Set down the lines below exactly as they stand, please. Go from the first through the one containing "use std::collections::HashMap;".

......

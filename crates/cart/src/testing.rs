//! In-memory backend double for unit tests.
//!
//! Mirrors the backend's cart semantics: `add` accumulates quantities,
//! `update` only touches dishes it already holds, and stored records carry
//! no price or display fields.

use std::collections::HashMap;
use std::sync::{Arc, Mutex, PoisonError};

use foodcourt_core::{CartItem, DishId, DishSelection, OrderId, OrderStatus, Price, RestaurantId};

use crate::remote::{CartApi, CartApiError, OrderApi, PlaceOrderRequest, PlacedOrder, RemoteCartItem};
use crate::session::Session;

pub fn dish(id: i64, restaurant: i64, price: i64) -> DishSelection {
    DishSelection::new(
        DishId::new(id),
        RestaurantId::new(restaurant),
        Price::from_units(price),
        format!("Dish {id}"),
    )
}

#[derive(Default)]
struct FakeState {
    items: Vec<RemoteCartItem>,
    failing: bool,
    failing_op: Option<String>,
    unauthorized: bool,
    calls: Vec<String>,
    orders: Vec<PlaceOrderRequest>,
}

#[derive(Clone, Default)]
pub struct FakeBackend {
    state: Arc<Mutex<FakeState>>,
}

impl FakeBackend {
    pub fn new() -> Self {
        Self::default()
    }

    pub fn with_items(items: Vec<RemoteCartItem>) -> Self {
        let backend = Self::new();
        backend.state().items = items;
        backend
    }

    fn state(&self) -> std::sync::MutexGuard<'_, FakeState> {
        self.state.lock().unwrap_or_else(PoisonError::into_inner)
    }

    pub fn set_failing(&self, failing: bool) {
        self.state().failing = failing;
    }

    /// Fail only calls of one kind (`"add"`, `"update"`, `"get"`, ...).
    pub fn fail_on(&self, op: &str) {
        self.state().failing_op = Some(op.to_string());
    }

    pub fn set_unauthorized(&self, unauthorized: bool) {
        self.state().unauthorized = unauthorized;
    }

    pub fn items(&self) -> Vec<RemoteCartItem> {
        self.state().items.clone()
    }

    pub fn quantities(&self) -> HashMap<i64, u32> {
        self.state()
            .items
            .iter()
            .map(|item| (item.dish_id.as_i64(), item.quantity))
            .collect()
    }

    pub fn calls(&self) -> Vec<String> {
        self.state().calls.clone()
    }

    pub fn placed_orders(&self) -> Vec<PlaceOrderRequest> {
        self.state().orders.clone()
    }

    /// Record a call and fail it if the backend is switched off.
    fn call(&self, name: String) -> Result<std::sync::MutexGuard<'_, FakeState>, CartApiError> {
        let mut state = self.state();
        let op_failing = state
            .failing_op
            .as_deref()
            .is_some_and(|op| name.split(':').next() == Some(op));
        state.calls.push(name);
        if state.unauthorized {
            return Err(CartApiError::Unauthorized);
        }
        if state.failing || op_failing {
            return Err(CartApiError::Api {
                status: 503,
                message: "backend unavailable".to_string(),
            });
        }
        Ok(state)
    }
}

impl CartApi for FakeBackend {
    async fn get_cart(&self, _session: &Session) -> Result<Vec<RemoteCartItem>, CartApiError> {
        let state = self.call("get".to_string())?;
        Ok(state.items.clone())
    }

    async fn add_item(&self, _session: &Session, item: &CartItem) -> Result<(), CartApiError> {
        let mut state = self.call(format!("add:{}:{}", item.dish_id, item.quantity))?;
        match state.items.iter_mut().find(|s| s.dish_id == item.dish_id) {
            Some(existing) => existing.quantity += item.quantity,
            None => state.items.push(RemoteCartItem {
                dish_id: item.dish_id,
                quantity: item.quantity,
                restaurant_id: item.restaurant_id,
                price: None,
                dish_name: None,
                dish_description: None,
            }),
        }
        Ok(())
    }

    async fn remove_item(&self, _session: &Session, dish_id: DishId) -> Result<(), CartApiError> {
        let mut state = self.call(format!("remove:{dish_id}"))?;
        state.items.retain(|s| s.dish_id != dish_id);
        Ok(())
    }

    async fn update_quantity(
        &self,
        _session: &Session,
        dish_id: DishId,
        quantity: u32,
    ) -> Result<(), CartApiError> {
        let mut state = self.call(format!("update:{dish_id}:{quantity}"))?;
        if let Some(existing) = state.items.iter_mut().find(|s| s.dish_id == dish_id) {
            existing.quantity = quantity;
        }
        Ok(())
    }

    async fn clear_cart(&self, _session: &Session) -> Result<(), CartApiError> {
        let mut state = self.call("clear".to_string())?;
        state.items.clear();
        Ok(())
    }
}

impl OrderApi for FakeBackend {
    async fn place_order(
        &self,
        _session: &Session,
        request: &PlaceOrderRequest,
    ) -> Result<PlacedOrder, CartApiError> {
        let mut state = self.call("place".to_string())?;
        state.orders.push(request.clone());
        let total = request
            .items
            .iter()
            .map(|line| Price::new(line.price).times(line.quantity))
            .sum();
        Ok(PlacedOrder {
            id: OrderId::new(i64::try_from(state.orders.len()).unwrap_or(i64::MAX)),
            status: OrderStatus::Pending,
            restaurant_id: Some(request.restaurant_id),
            total_price: Some(total),
        })
    }
}
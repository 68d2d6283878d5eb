use thiserror::Error;

/// Invalid flush-interval configuration, returned by
/// [`FlushCache::set_flush_interval`](crate::FlushCache::set_flush_interval).
///
/// A rejected call leaves the previously configured interval and its timer
/// completely untouched.
#[derive(Debug, Clone, PartialEq, Error)]
pub enum FlushIntervalError {
    /// The requested interval is not a usable number (NaN or infinite).
    #[error("flush interval must be a number, found: {0}")]
    NotANumber(f64),
    /// The requested interval is zero or negative.
    #[error("flush interval must be greater than zero, found: {0}")]
    NotPositive(f64),
    /// The requested interval exceeds what a timer duration can represent.
    #[error("flush interval is too large, found: {0}")]
    TooLarge(f64),
}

......

TASK RESULT
filename crates/cart/src/testing.rs
//! In-memory backend double for unit tests.
//!
//! Mirrors the backend's cart semantics: `add` accumulates quantities,
//! `update` only touches dishes it already holds, and stored records carry
//! no price or display fields.

use std::collections::HashMap;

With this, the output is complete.